impl<P: Send + 'static> EventDevice<P> for SwEventDev<P> {
    type Port = SwPort<P>;

    fn info(&self) -> DevInfo {
        self.info.clone()
    }

    fn state(&self) -> DevState {
        self.state
    }

    #[tracing::instrument(level = "debug", skip(self))]
    fn configure(&mut self, config: &DevConfig) -> Result<(), DevError> {
        match self.state {
            DevState::Unconfigured | DevState::Stopped => {}
            DevState::Configured if !self.taken.contains(&true) => {}
            actual => {
                return Err(DevError::InvalidState {
                    expected: DevState::Unconfigured,
                    actual,
                });
            }
        }
        config.validate(&self.info)?;
        self.shared = Some(Arc::new(Shared::new(
            config.nb_event_queues,
            config.nb_event_ports,
            config.nb_event_queue_flows,
            config.nb_events_limit,
            self.info.has_distributed_sched(),
        )));
        self.port_confs = vec![None; usize::from(config.nb_event_ports)];
        self.taken = vec![false; usize::from(config.nb_event_ports)];
        self.config = Some(config.clone());
        self.state = DevState::Configured;
        Ok(())
    }

    #[tracing::instrument(level = "debug", skip(self))]
    fn queue_setup(&mut self, queue: QueueId, conf: &QueueConf) -> Result<(), DevError> {
        self.expect_state(DevState::Configured)?;
        self.check_queue(queue)?;
        let (config, shared) = self.configured()?;
        if conf.kind == QueueKind::AllTypes && !self.info.has_all_types_queues() {
            return Err(DevError::UnsupportedQueueKind(conf.kind));
        }
        if conf.kind != QueueKind::SingleLink {
            check_limit(
                "queue flows",
                conf.nb_atomic_flows,
                config.nb_event_queue_flows,
            )?;
            check_limit(
                "queue order sequences",
                conf.nb_atomic_order_sequences,
                config.nb_events_limit,
            )?;
        }
        shared.sched.lock().set_queue(queue, conf.clone());
        Ok(())
    }

    #[tracing::instrument(level = "debug", skip(self))]
    fn port_setup(&mut self, port: PortId, conf: &PortConf) -> Result<(), DevError> {
        self.expect_state(DevState::Configured)?;
        self.check_port(port)?;
        if self.taken[usize::from(port.as_u8())] {
            return Err(DevError::PortTaken(port));
        }
        let (config, shared) = self.configured()?;
        check_limit(
            "port dequeue depth",
            u32::from(conf.dequeue_depth),
            u32::from(config.nb_event_port_dequeue_depth),
        )?;
        check_limit(
            "port enqueue depth",
            u32::from(conf.enqueue_depth),
            u32::from(config.nb_event_port_enqueue_depth),
        )?;
        check_limit(
            "new event threshold",
            conf.new_event_threshold,
            config.nb_events_limit,
        )?;
        let rings = Arc::new(PortRings::new(port, conf.dequeue_depth, conf.enqueue_depth));
        shared.sched.lock().set_port(rings);
        self.port_confs[usize::from(port.as_u8())] = Some(conf.clone());
        Ok(())
    }

    #[tracing::instrument(level = "debug", skip(self))]
    fn port_link(&mut self, port: PortId, queues: &[QueueId]) -> Result<usize, DevError> {
        self.expect_state(DevState::Configured)?;
        self.check_port(port)?;
        for &queue in queues {
            self.check_queue(queue)?;
        }
        let (_, shared) = self.configured()?;
        let mut sched = shared.sched.lock();
        if sched.port(port).is_none() {
            return Err(DevError::PortNotSetUp(port));
        }
        for &queue in queues {
            let Some(conf) = sched.queue_conf(queue) else {
                return Err(DevError::QueueNotSetUp(queue));
            };
            if conf.kind == QueueKind::SingleLink
                && let Some(&linked) = sched.links(queue).iter().find(|&&p| p != port)
            {
                return Err(DevError::SingleLinkTaken { queue, linked });
            }
        }
        for &queue in queues {
            if sched.link(queue, port) {
                debug!("port {port} linked to queue {queue}");
            }
        }
        Ok(queues.len())
    }

    #[tracing::instrument(level = "debug", skip(self))]
    fn take_port(&mut self, port: PortId) -> Result<SwPort<P>, DevError> {
        if !matches!(self.state, DevState::Configured | DevState::Started) {
            return Err(DevError::InvalidState {
                expected: DevState::Configured,
                actual: self.state,
            });
        }
        self.check_port(port)?;
        let idx = usize::from(port.as_u8());
        let Some(conf) = self.port_confs[idx].clone() else {
            return Err(DevError::PortNotSetUp(port));
        };
        if self.taken[idx] {
            return Err(DevError::PortTaken(port));
        }
        let (_, shared) = self.configured()?;
        let rings = shared
            .sched
            .lock()
            .port(port)
            .cloned()
            .ok_or(DevError::PortNotSetUp(port))?;
        let port = SwPort {
            id: port,
            shared: shared.clone(),
            rings,
            conf,
            held: Vec::new(),
            pending: VecDeque::new(),
        };
        self.taken[idx] = true;
        Ok(port)
    }

    fn injector(&self, queue: QueueId, new_event_threshold: u32) -> Result<Injector<P>, DevError> {
        self.check_queue(queue)?;
        let (config, shared) = self.configured()?;
        if shared.sched.lock().queue_conf(queue).is_none() {
            return Err(DevError::QueueNotSetUp(queue));
        }
        check_limit(
            "new event threshold",
            new_event_threshold,
            config.nb_events_limit,
        )?;
        let sink: Arc<dyn NewEventSink<P>> = shared.clone();
        Ok(Injector::new(queue, new_event_threshold, sink))
    }

    fn scheduler_service(&self) -> Result<Option<Box<dyn Service>>, DevError> {
        let (_, shared) = self.configured()?;
        if shared.distributed {
            return Ok(None);
        }
        Ok(Some(Box::new(SchedulerService {
            name: format!("{}-scheduler", self.info.driver_name),
            shared: shared.clone(),
        })))
    }

    #[tracing::instrument(level = "info", skip(self))]
    fn start(&mut self) -> Result<(), DevError> {
        if !matches!(self.state, DevState::Configured | DevState::Stopped) {
            return Err(DevError::InvalidState {
                expected: DevState::Configured,
                actual: self.state,
            });
        }
        let (config, shared) = self.configured()?;
        {
            let mut sched = shared.sched.lock();
            for queue in (0..config.nb_event_queues).map(QueueId) {
                if sched.queue_conf(queue).is_none() {
                    return Err(DevError::QueueNotSetUp(queue));
                }
            }
            for port in (0..config.nb_event_ports).map(PortId) {
                if sched.port(port).is_none() {
                    return Err(DevError::PortNotSetUp(port));
                }
            }
            sched.seal();
        }
        shared.accepting.store(true, Ordering::Release);
        shared.running.store(true, Ordering::Release);
        info!(
            "event device '{}' started: {} queues, {} ports",
            self.info.driver_name, config.nb_event_queues, config.nb_event_ports
        );
        self.state = DevState::Started;
        Ok(())
    }

    fn stop_new_events(&self) {
        if let Some(shared) = &self.shared {
            shared.accepting.store(false, Ordering::Release);
        }
    }

    fn inflight(&self) -> u32 {
        self.shared
            .as_ref()
            .map_or(0, |shared| shared.inflight.load(Ordering::Acquire))
    }

    fn stats(&self) -> DevStatsSnapshot {
        self.shared
            .as_ref()
            .map(|shared| shared.stats.snapshot())
            .unwrap_or_default()
    }

    #[tracing::instrument(level = "info", skip(self))]
    fn stop(&mut self) -> Result<(), DevError> {
        self.expect_state(DevState::Started)?;
        if let Some(shared) = &self.shared {
            shared.accepting.store(false, Ordering::Release);
            shared.running.store(false, Ordering::Release);
        }
        self.state = DevState::Stopped;
        Ok(())
    }

    #[tracing::instrument(level = "info", skip(self))]
    fn close(&mut self) -> Result<(), DevError> {
        if self.state == DevState::Started {
            return Err(DevError::InvalidState {
                expected: DevState::Stopped,
                actual: self.state,
            });
        }
        self.shared = None;
        self.config = None;
        self.state = DevState::Closed;
        Ok(())
    }
}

## [Assignment]
Word for word, copy all of the listing above.

## [Task output]
impl<P: Send + 'static> EventDevice<P> for SwEventDev<P> {
    type Port = SwPort<P>;

    fn info(&self) -> DevInfo {
        self.info.clone()
    }

    fn state(&self) -> DevState {
        self.state
    }

    #[tracing::instrument(level = "debug", skip(self))]
    fn configure(&mut self, config: &DevConfig) -> Result<(), DevError> {
        match self.state {
            DevState::Unconfigured | DevState::Stopped => {}
            DevState::Configured if !self.taken.contains(&true) => {}
            actual => {
                return Err(DevError::InvalidState {
                    expected: DevState::Unconfigured,
                    actual,
                });
            }
        }
        config.validate(&self.info)?;
        self.shared = Some(Arc::new(Shared::new(
            config.nb_event_queues,
            config.nb_event_ports,
            config.nb_event_queue_flows,
            config.nb_events_limit,
            self.info.has_distributed_sched(),
        )));
        self.port_confs = vec![None; usize::from(config.nb_event_ports)];
        self.taken = vec![false; usize::from(config.nb_event_ports)];
        self.config = Some(config.clone());
        self.state = DevState::Configured;
        Ok(())
    }

    #[tracing::instrument(level = "debug", skip(self))]
    fn queue_setup(&mut self, queue: QueueId, conf: &QueueConf) -> Result<(), DevError> {
        self.expect_state(DevState::Configured)?;
        self.check_queue(queue)?;
        let (config, shared) = self.configured()?;
        if conf.kind == QueueKind::AllTypes && !self.info.has_all_types_queues() {
            return Err(DevError::UnsupportedQueueKind(conf.kind));
        }
        if conf.kind != QueueKind::SingleLink {
            check_limit(
                "queue flows",
                conf.nb_atomic_flows,
                config.nb_event_queue_flows,
            )?;
            check_limit(
                "queue order sequences",
                conf.nb_atomic_order_sequences,
                config.nb_events_limit,
            )?;
        }
        shared.sched.lock().set_queue(queue, conf.clone());
        Ok(())
    }

    #[tracing::instrument(level = "debug", skip(self))]
    fn port_setup(&mut self, port: PortId, conf: &PortConf) -> Result<(), DevError> {
        self.expect_state(DevState::Configured)?;
        self.check_port(port)?;
        if self.taken[usize::from(port.as_u8())] {
            return Err(DevError::PortTaken(port));
        }
        let (config, shared) = self.configured()?;
        check_limit(
            "port dequeue depth",
            u32::from(conf.dequeue_depth),
            u32::from(config.nb_event_port_dequeue_depth),
        )?;
        check_limit(
            "port enqueue depth",
            u32::from(conf.enqueue_depth),
            u32::from(config.nb_event_port_enqueue_depth),
        )?;
        check_limit(
            "new event threshold",
            conf.new_event_threshold,
            config.nb_events_limit,
        )?;
        let rings = Arc::new(PortRings::new(port, conf.dequeue_depth, conf.enqueue_depth));
        shared.sched.lock().set_port(rings);
        self.port_confs[usize::from(port.as_u8())] = Some(conf.clone());
        Ok(())
    }

    #[tracing::instrument(level = "debug", skip(self))]
    fn port_link(&mut self, port: PortId, queues: &[QueueId]) -> Result<usize, DevError> {
        self.expect_state(DevState::Configured)?;
        self.check_port(port)?;
        for &queue in queues {
            self.check_queue(queue)?;
        }
        let (_, shared) = self.configured()?;
        let mut sched = shared.sched.lock();
        if sched.port(port).is_none() {
            return Err(DevError::PortNotSetUp(port));
        }
        for &queue in queues {
            let Some(conf) = sched.queue_conf(queue) else {
                return Err(DevError::QueueNotSetUp(queue));
            };
            if conf.kind == QueueKind::SingleLink
                && let Some(&linked) = sched.links(queue).iter().find(|&&p| p != port)
            {
                return Err(DevError::SingleLinkTaken { queue, linked });
            }
        }
        for &queue in queues {
            if sched.link(queue, port) {
                debug!("port {port} linked to queue {queue}");
            }
        }
        Ok(queues.len())
    }

    #[tracing::instrument(level = "debug", skip(self))]
    fn take_port(&mut self, port: PortId) -> Result<SwPort<P>, DevError> {
        if !matches!(self.state, DevState::Configured | DevState::Started) {
            return Err(DevError::InvalidState {
                expected: DevState::Configured,
                actual: self.state,
            });
        }
        self.check_port(port)?;
        let idx = usize::from(port.as_u8());
        let Some(conf) = self.port_confs[idx].clone() else {
            return Err(DevError::PortNotSetUp(port));
        };
        if self.taken[idx] {
            return Err(DevError::PortTaken(port));
        }
        let (_, shared) = self.configured()?;
        let rings = shared
            .sched
            .lock()
            .port(port)
            .cloned()
            .ok_or(DevError::PortNotSetUp(port))?;
        let port = SwPort {
            id: port,
            shared: shared.clone(),
            rings,
            conf,
            held: Vec::new(),
            pending: VecDeque::new(),
        };
        self.taken[idx] = true;
        Ok(port)
    }

    fn injector(&self, queue: QueueId, new_event_threshold: u32) -> Result<Injector<P>, DevError> {
        self.check_queue(queue)?;
        let (config, shared) = self.configured()?;
        if shared.sched.lock().queue_conf(queue).is_none() {
            return Err(DevError::QueueNotSetUp(queue));
        }
        check_limit(
            "new event threshold",
            new_event_threshold,
            config.nb_events_limit,
        )?;
        let sink: Arc<dyn NewEventSink<P>> = shared.clone();
        Ok(Injector::new(queue, new_event_threshold, sink))
    }

    fn scheduler_service(&self) -> Result<Option<Box<dyn Service>>, DevError> {
        let (_, shared) = self.configured()?;
        if shared.distributed {
            return Ok(None);
        }
        Ok(Some(Box::new(SchedulerService {
            name: format!("{}-scheduler", self.info.driver_name),
            shared: shared.clone(),
        })))
    }

    #[tracing::instrument(level = "info", skip(self))]
    fn start(&mut self) -> Result<(), DevError> {
        if !matches!(self.state, DevState::Configured | DevState::Stopped) {
            return Err(DevError::InvalidState {
                expected: DevState::Configured,
                actual: self.state,
            });
        }
        let (config, shared) = self.configured()?;
        {
            let mut sched = shared.sched.lock();
            for queue in (0..config.nb_event_queues).map(QueueId) {
                if sched.queue_conf(queue).is_none() {
                    return Err(DevError::QueueNotSetUp(queue));
                }
            }
            for port in (0..config.nb_event_ports).map(PortId) {
                if sched.port(port).is_none() {
                    return Err(DevError::PortNotSetUp(port));
                }
            }
            sched.seal();
        }
        shared.accepting.store(true, Ordering::Release);
        shared.running.store(true, Ordering::Release);
        info!(
            "event device '{}' started: {} queues, {} ports",
            self.info.driver_name, config.nb_event_queues, config.nb_event_ports
        );
        self.state = DevState::Started;
        Ok(())
    }

    fn stop_new_events(&self) {
        if let Some(shared) = &self.shared {
            shared.accepting.store(false, Ordering::Release);
        }
    }

    fn inflight(&self) -> u32 {
        self.shared
            .as_ref()
            .map_or(0, |shared| shared.inflight.load(Ordering::Acquire))
    }

    fn stats(&self) -> DevStatsSnapshot {
        self.shared
            .as_ref()
            .map(|shared| shared.stats.snapshot())
            .unwrap_or_default()
    }

    #[tracing::instrument(level = "info", skip(self))]
    fn stop(&mut self) -> Result<(), DevError> {
        self.expect_state(DevState::Started)?;
        if let Some(shared) = &self.shared {
            shared.accepting.store(false, Ordering::Release);
            shared.running.store(false, Ordering::Release);
        }
        self.state = DevState::Stopped;
        Ok(())
    }

    #[tracing::instrument(level = "info", skip(self))]
    fn close(&mut self) -> Result<(), DevError> {
        if self.state == DevState::Started {
            return Err(DevError::InvalidState {
                expected: DevState::Stopped,
                actual: self.state,
            });
        }
        self.shared = None;
        self.config = None;
        self.state = DevState::Closed;
        Ok(())
    }
}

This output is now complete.